Silva (2019) acrescenta que essa “manobra” se afirma pela lógica da obliteração, a qual possibilita ao sujeito moderno sustentar-se como um ser autodeterminado e, definindo em sua óptica, uma identidade acima da do outro. Esse outro torna-se um dispêndio e, portanto, marcado racialmente: “Centenas de pessoas negras e não-brancas comprimem-se em botes frágeis, dezenas avançam para embarcar em trens nas fronteiras da Itália e da Áustria, caminhando por cercas de arame farpado ao longo da fronteira Croácia-Hungria, ou presas na Selva de Calais” (SILVA, 2020, p. 206). Por isso, cada vez mais fica impossibilitada a separação entre Estado e Capital, pois são um par jurídico-econômico baseado na racialidade: “Na verdade, qualquer análise séria do modo corrente de operação do duo Estado-Capital exige uma atenção à gramática racial, porque esta organiza o espaço global, orientado pela realização da necessidade de dirimir e dissipar os efeitos da racialidade” (SILVA, 2019, p. 37). Agravado pela ocultação premeditada, forja uma dívida impagável, não no sentido de insuficiência financeira, mas por não reconhecer o débito desse sujeito moderno perante os outros. Assim sendo, “[...] apenas um pensamento complexo, não-linear, pode traçar como a matriz colonial (jurídico-econômica) que sustentou o capital mercantil opera através do arsenal racial (político-simbólico) que continua a alicerçar o capital industrial, bem como o capital financeiro por meio da violência racial” (SILVA, 2020, p. 207). Em suma, a violência torna-se o elo fundante desse “mundo ordenado” em que sua dinâmica faz uso da racialidade como justificativa para as ações do Estado.
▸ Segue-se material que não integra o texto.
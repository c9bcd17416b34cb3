//! The decoder: one forward pass over the bitstream, block by block.

use tracing::{debug, trace, warn};

use crate::header::{self, BlockHeader};
use crate::io::BitSource;
use crate::utils;
use crate::{errors, Config, Result, BIG_BLOCK};

/// A reusable decompressor.
///
/// Holds the side-data table and the bitmap and remainder buffers so
/// repeated calls do not reallocate. One instance serves one call at a time;
/// for parallel decompression create a decoder per thread.
pub struct Decoder {
    /// Binned symbol table, also the single add/top byte in slot 0. Sized so
    /// any residual byte indexes in bounds even in a corrupt stream.
    side: [u8; 256],
    bitmap: [u8; BIG_BLOCK],
    remainder: [u8; BIG_BLOCK],
}

impl Decoder {
    pub fn new() -> Decoder {
        Decoder {
            side: [0; 256],
            bitmap: [0; BIG_BLOCK],
            remainder: [0; BIG_BLOCK],
        }
    }

    /// Decompresses `src` into `dst` and returns the number of bytes
    /// produced.
    ///
    /// The configuration must carry the same `mixed_blk_size`,
    /// `dual_encode_en` and predictor-enable values the stream was encoded
    /// with; none of them are recorded in the stream. Decoding stops at the
    /// end-of-record marker or the end of `src`, whichever comes first, and
    /// fails with [`Error::DecompressOverflow`](crate::Error) before writing
    /// a block that would not fit `dst`.
    pub fn decompress(&mut self, src: &[u8], dst: &mut [u8], config: &Config) -> Result<usize> {
        let mut source = BitSource::new(src);
        let mut out_len = 0;

        while source.byte_pos() < src.len() {
            let hdr =
                header::read_block_header(&mut source, config.mixed_blk_size, config.dual_encode_en)?;
            if hdr.eor {
                break;
            }
            // A header that drained the source has nothing behind it; the
            // stream ended in alignment padding.
            if source.byte_pos() >= src.len() {
                break;
            }
            trace!(
                compressed = hdr.compressed,
                op = hdr.op,
                blk_size = hdr.blk_size,
                dual = hdr.dual,
                "decoding block"
            );

            let count = self.read_side_data(&mut source, &hdr)?;

            if out_len + hdr.blk_size > dst.len() {
                warn!(
                    needed = out_len + hdr.blk_size,
                    available = dst.len(),
                    "decompressed data exceeds the destination bound"
                );
                return errors::decompress_overflow(out_len + hdr.blk_size, dst.len());
            }
            let out = &mut dst[out_len..out_len + hdr.blk_size];

            if hdr.compressed {
                self.expand_block(&mut source, &hdr, count, out)?;
            } else {
                for b in out.iter_mut() {
                    *b = source.consume(8)? as u8;
                }
            }
            out_len += hdr.blk_size;
        }

        debug!(src_len = src.len(), dst_len = out_len, "decompression finished");
        Ok(out_len)
    }

    /// Pulls the predictor side data (and any bitmap) that sits between the
    /// block header and the packed residual. Returns the remainder count for
    /// top-symbol blocks.
    fn read_side_data(&mut self, source: &mut BitSource, hdr: &BlockHeader) -> Result<usize> {
        let mut count = 0;
        if !hdr.compressed {
            return Ok(count);
        }
        match hdr.op {
            header::ADD_PROC | header::SIGN_SHIFT_ADD_PROC => {
                self.side[0] = source.consume(8)? as u8;
            }
            header::BIN_EXPAND_PROC => {
                let (field_bits, max_syms) = if hdr.blk_size == BIG_BLOCK {
                    (header::NUM_SYMS_BITS_BIG, 64)
                } else {
                    (header::NUM_SYMS_BITS_SMALL, 16)
                };
                let mut num_syms = source.consume(field_bits)? as usize;
                if num_syms == 0 {
                    num_syms = max_syms;
                }
                for slot in self.side[..num_syms].iter_mut() {
                    *slot = source.consume(8)? as u8;
                }
            }
            header::TOP_EXPAND_PROC => {
                self.side[0] = source.consume(8)? as u8;
                count = source.consume(8)? as usize;
                if hdr.blk_size == BIG_BLOCK {
                    count |= (source.consume(6)? as usize) << 8;
                }
                if count > hdr.blk_size {
                    return errors::parse_error("remainder count exceeds the block size");
                }
                for flag in self.bitmap[..hdr.blk_size].iter_mut() {
                    *flag = source.consume(1)? as u8;
                }
            }
            _ => {}
        }
        if hdr.dual {
            for flag in self.bitmap[..hdr.blk_size].iter_mut() {
                *flag = source.consume(1)? as u8;
            }
        }
        Ok(count)
    }

    /// Unpacks a compressed block's residual into `out` and applies the
    /// predictor inverse.
    fn expand_block(
        &mut self,
        source: &mut BitSource,
        hdr: &BlockHeader,
        count: usize,
        out: &mut [u8],
    ) -> Result<()> {
        if hdr.op == header::TOP_EXPAND_PROC {
            // The remainder symbols are always whole bytes; scatter them
            // around the extracted top symbol.
            for slot in self.remainder[..count].iter_mut() {
                *slot = source.consume(8)? as u8;
            }
            let mut next = 0;
            for (flag, b) in self.bitmap[..out.len()].iter().zip(out.iter_mut()) {
                if *flag == 0 {
                    *b = self.side[0];
                } else {
                    *b = self.remainder[next];
                    next += 1;
                }
            }
            return Ok(());
        }

        let short_width = if hdr.bitln == 0 { 8 } else { hdr.bitln as u32 };
        if hdr.dual {
            for (flag, b) in self.bitmap[..out.len()].iter().zip(out.iter_mut()) {
                let width = if *flag != 0 { 8 } else { short_width };
                *b = source.consume(width)? as u8;
            }
        } else {
            for b in out.iter_mut() {
                *b = source.consume(short_width)? as u8;
            }
        }

        match hdr.op {
            header::SIGN_SHIFT_PROC => {
                for b in out.iter_mut() {
                    *b = utils::sign_unfold(*b);
                }
            }
            header::SIGN_SHIFT_ADD_PROC => {
                for b in out.iter_mut() {
                    *b = utils::sign_unfold(*b).wrapping_add(self.side[0]);
                }
            }
            header::ADD_PROC => {
                for b in out.iter_mut() {
                    *b = b.wrapping_add(self.side[0]);
                }
            }
            header::BIN_EXPAND_PROC => {
                for b in out.iter_mut() {
                    *b = self.side[*b as usize];
                }
            }
            _ => {}
        }
        Ok(())
    }
}

impl Default for Decoder {
    fn default() -> Decoder {
        Decoder::new()
    }
}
Tais justificativas geralmente são traduzidas em ações de regulação e extermínio de corpos entendidos como descartáveis - jovens, negros e pobres - em nome da preservação de um status quo privilegiado pelas políticas públicas. Por consequência, não há qualquer crise ética nessa descartabilidade de corpos, já que interpretados como ameaça o próprio espaço que eles habitam se torna um morticínio:

Na maioria desses casos, as cortes de administração de justiça não registraram essas mortes como crime em decisões que insistentemente mobilizaram a negridade (das vítimas ou dos lugares onde foram mortas) como evidência de que a violência total foi uma resposta lógica a uma situação de perigo mortal, ou seja, o fato de que os que dispararam os tiros se encontravam diante de um corpo negro ou num território negro (SILVA, 2019, p. 35).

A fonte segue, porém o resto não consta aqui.